| Task details |
For the records below, give the number of lines where the string "async" occurs. Include nothing else.

+-------+

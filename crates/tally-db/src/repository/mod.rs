//! # Repository Module
//!
//! SQLite-backed implementations of the sale service's collaborators.
//!
//! ```text
//! ┌─────────────────────────────────────────────────────────────────────────┐
//! │                                                                         │
//! │  SaleService (tally-sales)                                             │
//! │       │                          │                                      │
//! │       │ ProductCatalog           │ SaleStore / SaleUnitOfWork           │
//! │       ▼                          ▼                                      │
//! │  ProductRepository          SqliteSaleStore                            │
//! │  ├── insert / set_active    ├── insert                                 │
//! │  ├── get_by_id / get_by_sku ├── fetch                                  │
//! │  └── list_active            └── begin → SqliteUnitOfWork               │
//! │       │                          │                                      │
//! │       ▼                          ▼                                      │
//! │  products                   sales, sale_items, sale_payments           │
//! │                                                                         │
//! └─────────────────────────────────────────────────────────────────────────┘
//! ```

pub mod product;
pub mod sale;
impl SqliteUnitOfWork {
    async fn load_sale(&mut self) -> DbResult<Option<SaleAggregate>> {
        let Some((aggregate, version)) = load_aggregate(&mut self.tx, &self.sale_id).await? else {
            self.loaded = None;
            return Ok(None);
        };

        self.loaded = Some(Loaded {
            version,
            last_item_sequence: aggregate.items().last().map_or(0, |i| i.sequence),
            last_payment_sequence: aggregate.payments().last().map_or(0, |p| p.sequence),
        });
        Ok(Some(aggregate))
    }

    async fn save_sale(&mut self, sale: &SaleAggregate) -> DbResult<()> {
        if sale.id() != self.sale_id {
            return Err(DbError::Internal(format!(
                "sale {} is not part of this unit of work",
                sale.id()
            )));
        }
        let loaded = self.loaded.ok_or_else(|| {
            DbError::Internal(format!("sale {} saved before it was loaded", self.sale_id))
        })?;

        let header = sale.sale();
        let result = sqlx::query(
            r#"
            UPDATE sales SET
                status = ?,
                total_gross_cents = ?,
                total_discount_cents = ?,
                total_tax_cents = ?,
                total_net_cents = ?,
                total_paid_cents = ?,
                change_due_cents = ?,
                closed_at = ?,
                version = version + 1
            WHERE id = ? AND version = ?
            "#,
        )
        .bind(header.status.as_str())
        .bind(header.total_gross.cents())
        .bind(header.total_discount.cents())
        .bind(header.total_tax.cents())
        .bind(header.total_net.cents())
        .bind(header.total_paid.cents())
        .bind(header.change_due.cents())
        .bind(header.closed_at)
        .bind(&header.id)
        .bind(loaded.version)
        .execute(&mut *self.tx)
        .await?;

        if result.rows_affected() == 0 {
            return Err(DbError::Conflict {
                sale_id: header.id.clone(),
            });
        }

        let mut new_items = 0;
        for item in sale
            .items()
            .iter()
            .filter(|i| i.sequence > loaded.last_item_sequence)
        {
            insert_item(&mut self.tx, item).await?;
            new_items += 1;
        }

        let mut new_payments = 0;
        for payment in sale
            .payments()
            .iter()
            .filter(|p| p.sequence > loaded.last_payment_sequence)
        {
            insert_payment(&mut self.tx, payment).await?;
            new_payments += 1;
        }

        self.loaded = Some(Loaded {
            version: loaded.version + 1,
            last_item_sequence: sale.items().last().map_or(0, |i| i.sequence),
            last_payment_sequence: sale.payments().last().map_or(0, |p| p.sequence),
        });

        debug!(
            sale_id = %header.id,
            status = %header.status,
            version = loaded.version + 1,
            new_items,
            new_payments,
            "Sale staged"
        );
        Ok(())
    }
}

+-------+

| Response area |
2